━━━━━ DATA FOR ANALYSIS

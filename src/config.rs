//! TOML configuration file.
//!
//! Every key is optional. A missing file at the default location yields the
//! defaults; an explicitly named file must exist.

use std::fs;
use std::path::{Path, PathBuf};

use serde::{Deserialize, Serialize};
use thiserror::Error;

use crate::esplora::{DEFAULT_API_BASE, DEFAULT_PAGE_SIZE};

/// Default tracing filter when neither `RUST_LOG` nor the file sets one.
pub const DEFAULT_LOG_FILTER: &str = "txgraph=info";

/// Resolved configuration.
#[derive(Debug, Clone, PartialEq, Eq, Deserialize, Serialize)]
#[serde(default, deny_unknown_fields)]
pub struct Config {
    /// Path of the SQLite store. `None` keeps the store in memory.
    pub database: Option<PathBuf>,
    /// Base URL of the Esplora API, ending in `/`.
    pub api_base: String,
    /// A history page with fewer rows than this is the last one.
    pub page_size: usize,
    /// `tracing_subscriber::EnvFilter` directives.
    pub log_filter: String,
}

impl Default for Config {
    fn default() -> Self {
        Self {
            database: None,
            api_base: DEFAULT_API_BASE.to_string(),
            page_size: DEFAULT_PAGE_SIZE,
            log_filter: DEFAULT_LOG_FILTER.to_string(),
        }
    }
}

impl Config {
    /// Loads `explicit`, or the default location if none is given.
    pub fn load(explicit: Option<&Path>) -> Result<Self, ConfigError> {
        let config = match explicit {
            Some(path) => read_file(path)?,
            None => match default_config_path() {
                Some(path) if path.exists() => read_file(&path)?,
                _ => Config::default(),
            },
        };
        config.validate()?;
        Ok(config)
    }

    /// Parses a configuration from TOML text.
    pub fn from_toml(contents: &str) -> Result<Self, ConfigError> {
        let config: Config = toml::from_str(contents).map_err(|source| ConfigError::Parse {
            path: PathBuf::from("<inline>"),
            source,
        })?;
        config.validate()?;
        Ok(config)
    }

    /// Renders the configuration as TOML.
    pub fn to_toml(&self) -> Result<String, ConfigError> {
        toml::to_string_pretty(self).map_err(|source| ConfigError::Serialize { source })
    }

    fn validate(&self) -> Result<(), ConfigError> {
        if self.page_size == 0 {
            return Err(ConfigError::Invalid {
                key: "page_size",
                reason: "must be positive".to_string(),
            });
        }
        if !self.api_base.ends_with('/') {
            return Err(ConfigError::Invalid {
                key: "api_base",
                reason: format!("'{}' must end with '/'", self.api_base),
            });
        }
        Ok(())
    }
}

fn read_file(path: &Path) -> Result<Config, ConfigError> {
    let contents = fs::read_to_string(path).map_err(|source| ConfigError::Read {
        path: path.to_path_buf(),
        source,
    })?;
    toml::from_str(&contents).map_err(|source| ConfigError::Parse {
        path: path.to_path_buf(),
        source,
    })
}

/// Errors raised while loading the configuration.
#[derive(Debug, Error)]
pub enum ConfigError {
    /// The file could not be read.
    #[error("failed to read config {path}: {source}")]
    Read {
        /// File path.
        path: PathBuf,
        /// Underlying I/O error.
        source: std::io::Error,
    },
    /// The file is not valid TOML or has unknown keys.
    #[error("failed to parse config {path}: {source}")]
    Parse {
        /// File path.
        path: PathBuf,
        /// Underlying parse error.
        source: toml::de::Error,
    },
    /// The configuration could not be rendered.
    #[error("failed to serialize config: {source}")]
    Serialize {
        /// Underlying serialization error.
        source: toml::ser::Error,
    },
    /// A value is out of range.
    #[error("config key '{key}' is invalid: {reason}")]
    Invalid {
        /// Offending key.
        key: &'static str,
        /// What is wrong with it.
        reason: String,
    },
}

/// `<config dir>/txgraph/config.toml`, if the platform has a config dir.
pub fn default_config_path() -> Option<PathBuf> {
    dirs::config_dir().map(|base| base.join("txgraph").join("config.toml"))
}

━━━━━━━━━━

§ HOW TO COMPLETE THIS TASK:
Give back all the data exactly as it was written.

§ EXPECTED ANSWER:
filename src/config.rs
//! TOML configuration file.
//!
//! Every key is optional. A missing file at the default location yields the
//! defaults; an explicitly named file must exist.

use std::fs;
use std::path::{Path, PathBuf};

use serde::{Deserialize, Serialize};
use thiserror::Error;

use crate::esplora::{DEFAULT_API_BASE, DEFAULT_PAGE_SIZE};

/// Default tracing filter when neither `RUST_LOG` nor the file sets one.
pub const DEFAULT_LOG_FILTER: &str = "txgraph=info";

/// Resolved configuration.
#[derive(Debug, Clone, PartialEq, Eq, Deserialize, Serialize)]
#[serde(default, deny_unknown_fields)]
pub struct Config {
    /// Path of the SQLite store. `None` keeps the store in memory.
    pub database: Option<PathBuf>,
    /// Base URL of the Esplora API, ending in `/`.
    pub api_base: String,
    /// A history page with fewer rows than this is the last one.
    pub page_size: usize,
    /// `tracing_subscriber::EnvFilter` directives.
    pub log_filter: String,
}

impl Default for Config {
    fn default() -> Self {
        Self {
            database: None,
            api_base: DEFAULT_API_BASE.to_string(),
            page_size: DEFAULT_PAGE_SIZE,
            log_filter: DEFAULT_LOG_FILTER.to_string(),
        }
    }
}

impl Config {
    /// Loads `explicit`, or the default location if none is given.
    pub fn load(explicit: Option<&Path>) -> Result<Self, ConfigError> {
        let config = match explicit {
            Some(path) => read_file(path)?,
            None => match default_config_path() {
                Some(path) if path.exists() => read_file(&path)?,
                _ => Config::default(),
            },
        };
        config.validate()?;
        Ok(config)
    }

    /// Parses a configuration from TOML text.
    pub fn from_toml(contents: &str) -> Result<Self, ConfigError> {
        let config: Config = toml::from_str(contents).map_err(|source| ConfigError::Parse {
            path: PathBuf::from("<inline>"),
            source,
        })?;
        config.validate()?;
        Ok(config)
    }

    /// Renders the configuration as TOML.
    pub fn to_toml(&self) -> Result<String, ConfigError> {
        toml::to_string_pretty(self).map_err(|source| ConfigError::Serialize { source })
    }

    fn validate(&self) -> Result<(), ConfigError> {
        if self.page_size == 0 {
            return Err(ConfigError::Invalid {
                key: "page_size",
                reason: "must be positive".to_string(),
            });
        }
        if !self.api_base.ends_with('/') {
            return Err(ConfigError::Invalid {
                key: "api_base",
                reason: format!("'{}' must end with '/'", self.api_base),
            });
        }
        Ok(())
    }
}

fn read_file(path: &Path) -> Result<Config, ConfigError> {
    let contents = fs::read_to_string(path).map_err(|source| ConfigError::Read {
        path: path.to_path_buf(),
        source,
    })?;
    toml::from_str(&contents).map_err(|source| ConfigError::Parse {
        path: path.to_path_buf(),
        source,
    })
}

/// Errors raised while loading the configuration.
#[derive(Debug, Error)]
pub enum ConfigError {
    /// The file could not be read.
    #[error("failed to read config {path}: {source}")]
    Read {
        /// File path.
        path: PathBuf,
        /// Underlying I/O error.
        source: std::io::Error,
    },
    /// The file is not valid TOML or has unknown keys.
    #[error("failed to parse config {path}: {source}")]
    Parse {
        /// File path.
        path: PathBuf,
        /// Underlying parse error.
        source: toml::de::Error,
    },
    /// The configuration could not be rendered.
    #[error("failed to serialize config: {source}")]
    Serialize {
        /// Underlying serialization error.
        source: toml::ser::Error,
    },
    /// A value is out of range.
    #[error("config key '{key}' is invalid: {reason}")]
    Invalid {
        /// Offending key.
        key: &'static str,
        /// What is wrong with it.
        reason: String,
    },
}

/// `<config dir>/txgraph/config.toml`, if the platform has a config dir.
pub fn default_config_path() -> Option<PathBuf> {
    dirs::config_dir().map(|base| base.join("txgraph").join("config.toml"))
}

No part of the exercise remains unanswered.